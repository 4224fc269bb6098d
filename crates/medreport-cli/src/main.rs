//! CLI entry point - the composition root.
//!
//! Loads `.env`, parses arguments, sets up logging, wires the Gemini client
//! and dispatches to a handler. Failures print the user-facing message and
//! exit with the code from [`CliError::exit_code`].

use clap::Parser;
use tracing_subscriber::EnvFilter;

use medreport_cli::{Cli, CliConfig, CliError, Commands, bootstrap, handlers};

/// Log to stderr; `RUST_LOG` wins, otherwise `warn` (or `debug` with `--verbose`).
fn init_tracing(verbose: bool) {
    let default = if verbose { "debug" } else { "warn" };
    let filter = EnvFilter::try_from_default_env().unwrap_or_else(|_| EnvFilter::new(default));

    tracing_subscriber::fmt()
        .with_env_filter(filter)
        .with_writer(std::io::stderr)
        .compact()
        .init();
}

async fn run(cli: Cli) -> Result<(), CliError> {
    let ctx = bootstrap(&CliConfig::from_cli(&cli))?;

    match cli.command {
        Commands::Analyze { file, speak } => handlers::analyze::execute(&ctx, &file, speak).await,
        Commands::Explain { term } => handlers::explain::execute(&ctx, &term).await,
        Commands::Speak { text } => handlers::speak::execute(&ctx, &text).await,
    }
}

#[tokio::main]
async fn main() -> anyhow::Result<()> {
    // Load environment variables before clap reads them
    dotenvy::dotenv().ok();

    let cli = Cli::parse();
    init_tracing(cli.verbose);

    if let Err(e) = run(cli).await {
        tracing::debug!(error = ?e, "Command failed");
        eprintln!("{e}");
        std::process::exit(e.exit_code());
    }

    Ok(())
}
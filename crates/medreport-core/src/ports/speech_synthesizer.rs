//! Text-to-speech port.

use async_trait::async_trait;

use super::ServiceError;

/// Synthesizes speech for a piece of text.
///
/// Implementations must be `Send + Sync` so the playback controller can
/// hold them behind an `Arc` and await them from any task.
#[async_trait]
pub trait SpeechSynthesizer: Send + Sync {
    /// Synthesize `text` and return the audio as base64 text.
    ///
    /// The payload is headerless signed 16-bit little-endian PCM, mono,
    /// 24 000 Hz. Fails with [`ServiceError::Speech`] when the service errors
    /// or the response carries no audio.
    async fn synthesize_speech(&self, text: &str) -> Result<String, ServiceError>;
}
//! Explain command handler.

use crate::bootstrap::CliContext;
use crate::error::CliError;

/// Print a plain-language explanation of `term`.
pub async fn execute(ctx: &CliContext, term: &str) -> Result<(), CliError> {
    let term = term.trim();
    if term.is_empty() {
        return Err(CliError::Arguments("请输入要查询的医学名词".to_string()));
    }

    let explanation = ctx.explainer.explain_term(term).await?;

    println!("{term} 的解释：");
    println!("{explanation}");
    Ok(())
}
use std::env;
use std::fs;
use std::path::Path;

include!("../build_common.rs");

fn main() {
    let crate_dir = env::var("CARGO_MANIFEST_DIR").unwrap();

    // Process README for rustdoc (uses shared build_common.rs)
    process_readme_for_rustdoc(&crate_dir);
}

**Your goal:**
The lines to copy run from the one containing "use std::env;" through the last line above. Copy them exactly and include nothing else.

**Response to the task:**
use std::env;
use std::fs;
use std::path::Path;

include!("../build_common.rs");

fn main() {
    let crate_dir = env::var("CARGO_MANIFEST_DIR").unwrap();

    // Process README for rustdoc (uses shared build_common.rs)
    process_readme_for_rustdoc(&crate_dir);
}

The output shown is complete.